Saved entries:
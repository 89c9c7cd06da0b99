//! rsignal_options: rsignal.json parsing and rewrite options.
//!
//! Every key is optional; the accessors resolve unset keys to their
//! defaults, and [`RsignalOptions::merge`] lets command-line values win over
//! file values.

use serde::{Deserialize, Serialize};
use std::path::{Path, PathBuf};

pub const DEFAULT_RUNTIME_MODULE: &str = "solid-js";
pub const DEFAULT_MACRO_MODULES: &[&str] = &["solid-js/macro", "macros/ref"];
pub const DEFAULT_RENDERER_INSERT: &str = "_$insert";
pub const DEFAULT_OUT_DIR: &str = "dist";

/// The rsignal.json file structure.
#[derive(Debug, Clone, Default, PartialEq, Serialize, Deserialize)]
#[serde(rename_all = "camelCase")]
pub struct RsignalOptions {
    pub runtime_module: Option<String>,
    pub macro_modules: Option<Vec<String>>,
    pub renderer_insert: Option<String>,
    pub memo_writes: Option<MemoWrites>,
    pub signal: Option<ConstructorOptions>,
    pub memo: Option<ConstructorOptions>,
    pub out_dir: Option<String>,
}

/// What happens to a write to a `$memo`-bound name.
#[derive(Debug, Clone, Copy, Default, PartialEq, Eq, Serialize, Deserialize)]
#[serde(rename_all = "lowercase")]
pub enum MemoWrites {
    #[default]
    Reject,
    Ignore,
}

/// The constructor a marker is rewritten to.
#[derive(Debug, Clone, Default, PartialEq, Eq, Serialize, Deserialize)]
#[serde(rename_all = "camelCase")]
pub struct ConstructorOptions {
    pub export: Option<String>,
    pub alias_hint: Option<String>,
}

impl ConstructorOptions {
    pub fn export_or<'s>(&'s self, default: &'s str) -> &'s str {
        self.export.as_deref().unwrap_or(default)
    }

    pub fn alias_hint_or<'s>(&'s self, default: &'s str) -> &'s str {
        self.alias_hint.as_deref().unwrap_or(default)
    }
}

impl RsignalOptions {
    pub fn runtime_module(&self) -> &str {
        self.runtime_module.as_deref().unwrap_or(DEFAULT_RUNTIME_MODULE)
    }

    pub fn macro_modules(&self) -> Vec<String> {
        match &self.macro_modules {
            Some(modules) => modules.clone(),
            None => DEFAULT_MACRO_MODULES.iter().map(|m| m.to_string()).collect(),
        }
    }

    pub fn renderer_insert(&self) -> &str {
        self.renderer_insert.as_deref().unwrap_or(DEFAULT_RENDERER_INSERT)
    }

    pub fn memo_writes(&self) -> MemoWrites {
        self.memo_writes.unwrap_or_default()
    }

    pub fn signal(&self) -> ConstructorOptions {
        self.signal.clone().unwrap_or_default()
    }

    pub fn memo(&self) -> ConstructorOptions {
        self.memo.clone().unwrap_or_default()
    }

    pub fn out_dir(&self) -> &str {
        self.out_dir.as_deref().unwrap_or(DEFAULT_OUT_DIR)
    }

    /// Keys set in `overrides` replace the ones in `self`.
    pub fn merge(self, overrides: RsignalOptions) -> RsignalOptions {
        RsignalOptions {
            runtime_module: overrides.runtime_module.or(self.runtime_module),
            macro_modules: overrides.macro_modules.or(self.macro_modules),
            renderer_insert: overrides.renderer_insert.or(self.renderer_insert),
            memo_writes: overrides.memo_writes.or(self.memo_writes),
            signal: merge_constructor(self.signal, overrides.signal),
            memo: merge_constructor(self.memo, overrides.memo),
            out_dir: overrides.out_dir.or(self.out_dir),
        }
    }
}

fn merge_constructor(
    base: Option<ConstructorOptions>,
    overrides: Option<ConstructorOptions>,
) -> Option<ConstructorOptions> {
    match (base, overrides) {
        (Some(base), Some(overrides)) => Some(ConstructorOptions {
            export: overrides.export.or(base.export),
            alias_hint: overrides.alias_hint.or(base.alias_hint),
        }),
        (base, overrides) => overrides.or(base),
    }
}

#[derive(Debug, thiserror::Error)]
pub enum ConfigError {
    #[error("cannot read {}: {source}", .path.display())]
    Io {
        path: PathBuf,
        #[source]
        source: std::io::Error,
    },
    #[error("invalid configuration in {}: {source}", .path.display())]
    Parse {
        path: PathBuf,
        #[source]
        source: serde_json::Error,
    },
}

/// Parse an rsignal.json document.
pub fn parse_config(content: &str) -> Result<RsignalOptions, serde_json::Error> {
    serde_json::from_str(content)
}

/// Parse an rsignal.json file from a path.
pub fn parse_config_file(path: &Path) -> Result<RsignalOptions, ConfigError> {
    let content = std::fs::read_to_string(path).map_err(|source| ConfigError::Io {
        path: path.to_path_buf(),
        source,
    })?;
    parse_config(&content).map_err(|source| ConfigError::Parse {
        path: path.to_path_buf(),
        source,
    })
}

#[cfg(test)]
mod tests {
    use super::*;

    #[test]
    fn test_empty_config_resolves_to_defaults() {
        let options = parse_config("{}").unwrap();
        assert_eq!(options, RsignalOptions::default());
        assert_eq!(options.runtime_module(), "solid-js");
        assert_eq!(options.macro_modules(), vec!["solid-js/macro", "macros/ref"]);
        assert_eq!(options.renderer_insert(), "_$insert");
        assert_eq!(options.memo_writes(), MemoWrites::Reject);
        assert_eq!(options.signal().export_or("createSignal"), "createSignal");
        assert_eq!(options.out_dir(), "dist");
    }

    #[test]
    fn test_full_config() {
        let options = parse_config(
            r#"{
                "runtimeModule": "my-runtime",
                "macroModules": ["my-runtime/macro"],
                "rendererInsert": "insert",
                "memoWrites": "ignore",
                "signal": { "export": "signal", "aliasHint": "sig" },
                "memo": { "aliasHint": "derived" },
                "outDir": "build"
            }"#,
        )
        .unwrap();
        assert_eq!(options.runtime_module(), "my-runtime");
        assert_eq!(options.macro_modules(), vec!["my-runtime/macro"]);
        assert_eq!(options.renderer_insert(), "insert");
        assert_eq!(options.memo_writes(), MemoWrites::Ignore);
        assert_eq!(options.signal().export_or("createSignal"), "signal");
        assert_eq!(options.signal().alias_hint_or("ref"), "sig");
        assert_eq!(options.memo().export_or("createMemo"), "createMemo");
        assert_eq!(options.memo().alias_hint_or("memo"), "derived");
        assert_eq!(options.out_dir(), "build");
    }

    #[test]
    fn test_invalid_memo_writes() {
        assert!(parse_config(r#"{ "memoWrites": "sometimes" }"#).is_err());
    }

    #[test]
    fn test_merge_prefers_overrides() {
        let file = parse_config(
            r#"{ "runtimeModule": "a", "outDir": "out", "signal": { "export": "s", "aliasHint": "x" } }"#,
        )
        .unwrap();
        let flags = RsignalOptions {
            runtime_module: Some("b".to_string()),
            signal: Some(ConstructorOptions {
                export: None,
                alias_hint: Some("y".to_string()),
            }),
            ..RsignalOptions::default()
        };
        let merged = file.merge(flags);
        assert_eq!(merged.runtime_module(), "b");
        assert_eq!(merged.out_dir(), "out");
        assert_eq!(merged.signal().export_or("createSignal"), "s");
        assert_eq!(merged.signal().alias_hint_or("ref"), "y");
    }

    #[test]
    fn test_missing_file() {
        let error = parse_config_file(Path::new("/nonexistent/rsignal.json")).unwrap_err();
        assert!(matches!(error, ConfigError::Io { .. }));
        assert!(error.to_string().contains("/nonexistent/rsignal.json"));
    }
}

Assignment = What you write must be the entries restated word for word, from the opening line through the one holding "is rewritten to.", with nothing else.

Exercise result =
repository 89c9c7cd06da0b99
//! rsignal_options: rsignal.json parsing and rewrite options.
//!
//! Every key is optional; the accessors resolve unset keys to their
//! defaults, and [`RsignalOptions::merge`] lets command-line values win over
//! file values.

use serde::{Deserialize, Serialize};
use std::path::{Path, PathBuf};

pub const DEFAULT_RUNTIME_MODULE: &str = "solid-js";
pub const DEFAULT_MACRO_MODULES: &[&str] = &["solid-js/macro", "macros/ref"];
pub const DEFAULT_RENDERER_INSERT: &str = "_$insert";
pub const DEFAULT_OUT_DIR: &str = "dist";

/// The rsignal.json file structure.
#[derive(Debug, Clone, Default, PartialEq, Serialize, Deserialize)]
#[serde(rename_all = "camelCase")]
pub struct RsignalOptions {
    pub runtime_module: Option<String>,
    pub macro_modules: Option<Vec<String>>,
    pub renderer_insert: Option<String>,
    pub memo_writes: Option<MemoWrites>,
    pub signal: Option<ConstructorOptions>,
    pub memo: Option<ConstructorOptions>,
    pub out_dir: Option<String>,
}

/// What happens to a write to a `$memo`-bound name.
#[derive(Debug, Clone, Copy, Default, PartialEq, Eq, Serialize, Deserialize)]
#[serde(rename_all = "lowercase")]
pub enum MemoWrites {
    #[default]
    Reject,
    Ignore,
}

/// The constructor a marker is rewritten to.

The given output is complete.